Report the count of lines in the records that contain "MissingField", without any added text.

[INPUT MATERIAL — start]

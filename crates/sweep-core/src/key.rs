use crate::schema::{Configuration, ModuleConfiguration};
use std::fmt;

/// Classifier name of the model-free classifier.
pub const MOCK_CLASSIFIER: &str = "mock";
/// Path segment that precedes the dataset name in provider paths.
pub const DATASETS_SEGMENT: &str = "datasets";
const KEY_SEPARATOR: &str = "_";

#[derive(Debug, thiserror::Error)]
pub enum KeyError {
    #[error("missing required field {0}")]
    MissingField(&'static str),
    #[error("{field} has no dataset segment after 'datasets/': {path}")]
    UnrecognizedDatasetPath { field: &'static str, path: String },
}

#[derive(Debug, Clone, PartialEq, Eq)]
pub enum ClassifierKind {
    Mock,
    Model { name: String, model: String },
}

impl ClassifierKind {
    pub fn from_module(module: &ModuleConfiguration) -> Result<Self, KeyError> {
        if module.name == MOCK_CLASSIFIER {
            return Ok(ClassifierKind::Mock);
        }
        let model = module
            .argument("model")
            .ok_or(KeyError::MissingField("classifier.args.model"))?;
        Ok(ClassifierKind::Model {
            name: module.name.clone(),
            model,
        })
    }

    pub fn name(&self) -> &str {
        match self {
            ClassifierKind::Mock => MOCK_CLASSIFIER,
            ClassifierKind::Model { name, .. } => name,
        }
    }

    pub fn model(&self) -> &str {
        match self {
            ClassifierKind::Mock => MOCK_CLASSIFIER,
            ClassifierKind::Model { model, .. } => model,
        }
    }
}

#[derive(Debug, Clone, PartialEq, Eq)]
pub enum ResultLimit {
    Default,
    Limit(String),
}

impl fmt::Display for ResultLimit {
    fn fmt(&self, f: &mut fmt::Formatter<'_>) -> fmt::Result {
        match self {
            ResultLimit::Default => f.write_str("default"),
            ResultLimit::Limit(n) => f.write_str(n),
        }
    }
}

/// Identity of a run, projected from the configuration it was produced by.
#[derive(Debug, Clone, PartialEq, Eq)]
pub struct ClassificationKey {
    pub source_dataset: String,
    pub target_dataset: String,
    pub source_preprocessor: String,
    pub target_preprocessor: String,
    pub embedding_model: String,
    pub classifier: ClassifierKind,
    pub result_limit: ResultLimit,
}

impl ClassificationKey {
    pub fn from_configuration(config: &Configuration) -> Result<Self, KeyError> {
        let source_path = config
            .source_artifact_provider
            .argument("path")
            .ok_or(KeyError::MissingField("source_artifact_provider.args.path"))?;
        let target_path = config
            .target_artifact_provider
            .argument("path")
            .ok_or(KeyError::MissingField("target_artifact_provider.args.path"))?;
        let source_dataset = dataset_from_path(&source_path).ok_or_else(|| {
            KeyError::UnrecognizedDatasetPath {
                field: "source_artifact_provider.args.path",
                path: source_path.clone(),
            }
        })?;
        let target_dataset = dataset_from_path(&target_path).ok_or_else(|| {
            KeyError::UnrecognizedDatasetPath {
                field: "target_artifact_provider.args.path",
                path: target_path.clone(),
            }
        })?;
        let embedding_model = config
            .embedding_creator
            .argument("model")
            .ok_or(KeyError::MissingField("embedding_creator.args.model"))?;
        let classifier = config
            .classifier
            .as_ref()
            .ok_or(KeyError::MissingField("classifier"))
            .and_then(ClassifierKind::from_module)?;
        let result_limit = match config.target_store.argument("max_results") {
            Some(limit) => ResultLimit::Limit(limit),
            None => ResultLimit::Default,
        };

        Ok(ClassificationKey {
            source_dataset: source_dataset.to_string(),
            target_dataset: target_dataset.to_string(),
            source_preprocessor: config.source_preprocessor.name.clone(),
            target_preprocessor: config.target_preprocessor.name.clone(),
            embedding_model,
            classifier,
            result_limit,
        })
    }

    /// The key as a file name stem (no extension, no collision suffix).
    pub fn file_stem(&self) -> String {
        sanitize_file_name(&self.to_string())
    }
}

impl fmt::Display for ClassificationKey {
    fn fmt(&self, f: &mut fmt::Formatter<'_>) -> fmt::Result {
        let limit = self.result_limit.to_string();
        let parts = [
            self.source_dataset.as_str(),
            self.target_dataset.as_str(),
            self.source_preprocessor.as_str(),
            self.target_preprocessor.as_str(),
            self.embedding_model.as_str(),
            self.classifier.name(),
            self.classifier.model(),
            limit.as_str(),
        ];
        f.write_str(&parts.join(KEY_SEPARATOR))
    }
}

/// Dataset name of a provider path: the segment after the last `datasets`
/// segment, e.g. `./datasets/req2code/SMOS/UC` gives `req2code`. `.` and
/// `..` never name a dataset.
pub fn dataset_from_path(path: &str) -> Option<&str> {
    let segments: Vec<&str> = path.split(['/', '\\']).collect();
    let anchor = segments.iter().rposition(|s| *s == DATASETS_SEGMENT)?;
    segments
        .get(anchor + 1)
        .copied()
        .filter(|s| !matches!(*s, "" | "." | ".."))
}

/// Replaces characters that are illegal or awkward in file names.
pub fn sanitize_file_name(raw: &str) -> String {
    raw.chars()
        .map(|c| match c {
            ':' | '/' | '\\' | '*' | '?' | '"' | '<' | '>' | '|' => '_',
            c if c.is_control() => '_',
            c => c,
        })
        .collect()
}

[INPUT MATERIAL — finish]

ANSWER TO THE EXERCISE →
6